== DIRECTIONS ==
Among the entries that follow, the required portion opens with the line containing "use crate::id::SourceId;" and closes with the line containing "Per-band flux model.". Give that portion again exactly, and nothing else.

(Collected data entries)
%%
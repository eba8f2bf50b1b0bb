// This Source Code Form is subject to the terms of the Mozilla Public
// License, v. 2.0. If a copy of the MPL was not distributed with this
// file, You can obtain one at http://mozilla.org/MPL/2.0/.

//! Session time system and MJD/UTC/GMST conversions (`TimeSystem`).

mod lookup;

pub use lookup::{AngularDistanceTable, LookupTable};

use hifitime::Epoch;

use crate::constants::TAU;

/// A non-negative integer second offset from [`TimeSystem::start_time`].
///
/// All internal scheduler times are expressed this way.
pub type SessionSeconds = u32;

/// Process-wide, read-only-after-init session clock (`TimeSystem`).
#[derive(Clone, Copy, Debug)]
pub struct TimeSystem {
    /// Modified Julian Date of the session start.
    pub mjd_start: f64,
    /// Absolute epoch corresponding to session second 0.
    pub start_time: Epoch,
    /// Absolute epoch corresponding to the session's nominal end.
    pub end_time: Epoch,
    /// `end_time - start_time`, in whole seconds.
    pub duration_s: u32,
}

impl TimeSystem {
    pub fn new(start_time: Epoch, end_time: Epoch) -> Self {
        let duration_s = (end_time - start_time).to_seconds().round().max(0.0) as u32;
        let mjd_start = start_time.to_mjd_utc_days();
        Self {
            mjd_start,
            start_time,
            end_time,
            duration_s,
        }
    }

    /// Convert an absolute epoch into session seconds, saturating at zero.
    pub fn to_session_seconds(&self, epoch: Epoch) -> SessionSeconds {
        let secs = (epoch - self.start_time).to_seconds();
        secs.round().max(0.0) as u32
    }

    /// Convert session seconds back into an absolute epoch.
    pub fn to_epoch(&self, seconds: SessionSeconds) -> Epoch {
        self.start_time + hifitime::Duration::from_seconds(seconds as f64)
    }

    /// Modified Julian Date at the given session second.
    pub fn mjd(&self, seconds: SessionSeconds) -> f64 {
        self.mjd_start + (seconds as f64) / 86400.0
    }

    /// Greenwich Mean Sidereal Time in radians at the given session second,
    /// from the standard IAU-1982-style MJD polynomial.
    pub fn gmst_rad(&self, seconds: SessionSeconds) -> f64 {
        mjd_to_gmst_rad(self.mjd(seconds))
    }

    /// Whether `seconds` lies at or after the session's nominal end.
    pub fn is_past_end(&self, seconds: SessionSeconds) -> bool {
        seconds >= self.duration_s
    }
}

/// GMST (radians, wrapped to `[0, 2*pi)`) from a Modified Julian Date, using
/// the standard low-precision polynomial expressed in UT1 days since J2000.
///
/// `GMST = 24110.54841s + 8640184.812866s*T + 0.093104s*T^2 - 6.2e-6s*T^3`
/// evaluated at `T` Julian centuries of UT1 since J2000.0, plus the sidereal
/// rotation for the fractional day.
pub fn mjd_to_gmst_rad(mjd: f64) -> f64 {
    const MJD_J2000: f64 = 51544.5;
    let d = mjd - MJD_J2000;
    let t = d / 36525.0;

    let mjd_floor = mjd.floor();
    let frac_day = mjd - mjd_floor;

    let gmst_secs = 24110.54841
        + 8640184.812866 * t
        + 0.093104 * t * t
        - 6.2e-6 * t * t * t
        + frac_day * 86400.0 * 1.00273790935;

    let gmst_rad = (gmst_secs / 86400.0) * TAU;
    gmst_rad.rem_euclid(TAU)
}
%%
%%
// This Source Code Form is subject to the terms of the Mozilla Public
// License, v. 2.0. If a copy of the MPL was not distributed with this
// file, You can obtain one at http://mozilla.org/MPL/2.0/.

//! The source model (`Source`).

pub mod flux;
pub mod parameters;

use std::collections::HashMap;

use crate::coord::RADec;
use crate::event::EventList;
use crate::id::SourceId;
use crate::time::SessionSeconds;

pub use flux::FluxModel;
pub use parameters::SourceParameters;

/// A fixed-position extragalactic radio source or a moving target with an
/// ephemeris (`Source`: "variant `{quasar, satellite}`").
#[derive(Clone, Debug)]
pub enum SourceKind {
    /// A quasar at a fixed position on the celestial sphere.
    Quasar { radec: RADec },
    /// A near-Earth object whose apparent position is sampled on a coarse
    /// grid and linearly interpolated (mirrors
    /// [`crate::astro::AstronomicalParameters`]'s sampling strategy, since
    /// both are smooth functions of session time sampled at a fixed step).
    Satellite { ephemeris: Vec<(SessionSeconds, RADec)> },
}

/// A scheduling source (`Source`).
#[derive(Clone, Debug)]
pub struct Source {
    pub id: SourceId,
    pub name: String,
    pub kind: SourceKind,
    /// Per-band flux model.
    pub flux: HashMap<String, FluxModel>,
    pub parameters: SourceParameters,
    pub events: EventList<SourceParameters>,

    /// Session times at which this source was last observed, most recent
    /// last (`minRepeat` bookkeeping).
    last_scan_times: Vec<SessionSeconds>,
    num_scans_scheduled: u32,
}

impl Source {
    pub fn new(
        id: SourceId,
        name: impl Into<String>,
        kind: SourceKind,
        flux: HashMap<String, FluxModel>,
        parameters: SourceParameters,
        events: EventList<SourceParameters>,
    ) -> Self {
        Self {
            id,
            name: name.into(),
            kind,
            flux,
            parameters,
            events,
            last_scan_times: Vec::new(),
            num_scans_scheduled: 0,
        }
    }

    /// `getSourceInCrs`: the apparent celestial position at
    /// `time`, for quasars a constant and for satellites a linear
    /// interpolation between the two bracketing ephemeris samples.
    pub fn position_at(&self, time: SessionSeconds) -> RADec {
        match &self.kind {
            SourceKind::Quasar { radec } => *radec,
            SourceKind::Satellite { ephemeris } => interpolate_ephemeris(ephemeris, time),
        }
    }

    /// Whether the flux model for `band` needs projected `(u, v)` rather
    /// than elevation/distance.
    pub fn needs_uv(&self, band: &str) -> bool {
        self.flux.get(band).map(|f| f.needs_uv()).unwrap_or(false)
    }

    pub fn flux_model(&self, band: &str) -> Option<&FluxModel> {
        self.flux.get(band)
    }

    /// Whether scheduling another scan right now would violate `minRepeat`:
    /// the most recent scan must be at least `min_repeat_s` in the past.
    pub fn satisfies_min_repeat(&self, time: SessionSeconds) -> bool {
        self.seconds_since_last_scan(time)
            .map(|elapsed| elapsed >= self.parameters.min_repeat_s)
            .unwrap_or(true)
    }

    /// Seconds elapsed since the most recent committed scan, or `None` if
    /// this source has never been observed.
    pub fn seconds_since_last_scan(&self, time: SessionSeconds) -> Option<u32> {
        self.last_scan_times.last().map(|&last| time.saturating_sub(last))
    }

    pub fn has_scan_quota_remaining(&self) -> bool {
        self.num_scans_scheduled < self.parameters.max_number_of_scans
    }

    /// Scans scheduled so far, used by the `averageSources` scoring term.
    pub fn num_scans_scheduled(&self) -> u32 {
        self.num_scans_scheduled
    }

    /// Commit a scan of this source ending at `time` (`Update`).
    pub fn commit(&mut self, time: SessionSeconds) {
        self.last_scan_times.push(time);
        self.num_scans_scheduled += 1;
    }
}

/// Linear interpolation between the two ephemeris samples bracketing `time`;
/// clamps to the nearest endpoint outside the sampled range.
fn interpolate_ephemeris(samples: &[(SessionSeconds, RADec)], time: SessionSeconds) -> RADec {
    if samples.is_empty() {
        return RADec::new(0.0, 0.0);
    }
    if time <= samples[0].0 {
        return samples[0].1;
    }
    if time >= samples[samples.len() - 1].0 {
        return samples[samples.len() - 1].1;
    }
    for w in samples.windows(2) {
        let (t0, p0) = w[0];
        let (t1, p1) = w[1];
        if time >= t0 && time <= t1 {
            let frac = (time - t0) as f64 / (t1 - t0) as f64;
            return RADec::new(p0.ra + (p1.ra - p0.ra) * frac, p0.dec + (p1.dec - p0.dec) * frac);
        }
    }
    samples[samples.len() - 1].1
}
%%
== EXERCISE RESULT ==
use crate::id::SourceId;
use crate::time::SessionSeconds;

pub use flux::FluxModel;
pub use parameters::SourceParameters;

/// A fixed-position extragalactic radio source or a moving target with an
/// ephemeris (`Source`: "variant `{quasar, satellite}`").
#[derive(Clone, Debug)]
pub enum SourceKind {
    /// A quasar at a fixed position on the celestial sphere.
    Quasar { radec: RADec },
    /// A near-Earth object whose apparent position is sampled on a coarse
    /// grid and linearly interpolated (mirrors
    /// [`crate::astro::AstronomicalParameters`]'s sampling strategy, since
    /// both are smooth functions of session time sampled at a fixed step).
    Satellite { ephemeris: Vec<(SessionSeconds, RADec)> },
}

/// A scheduling source (`Source`).
#[derive(Clone, Debug)]
pub struct Source {
    pub id: SourceId,
    pub name: String,
    pub kind: SourceKind,
    /// Per-band flux model.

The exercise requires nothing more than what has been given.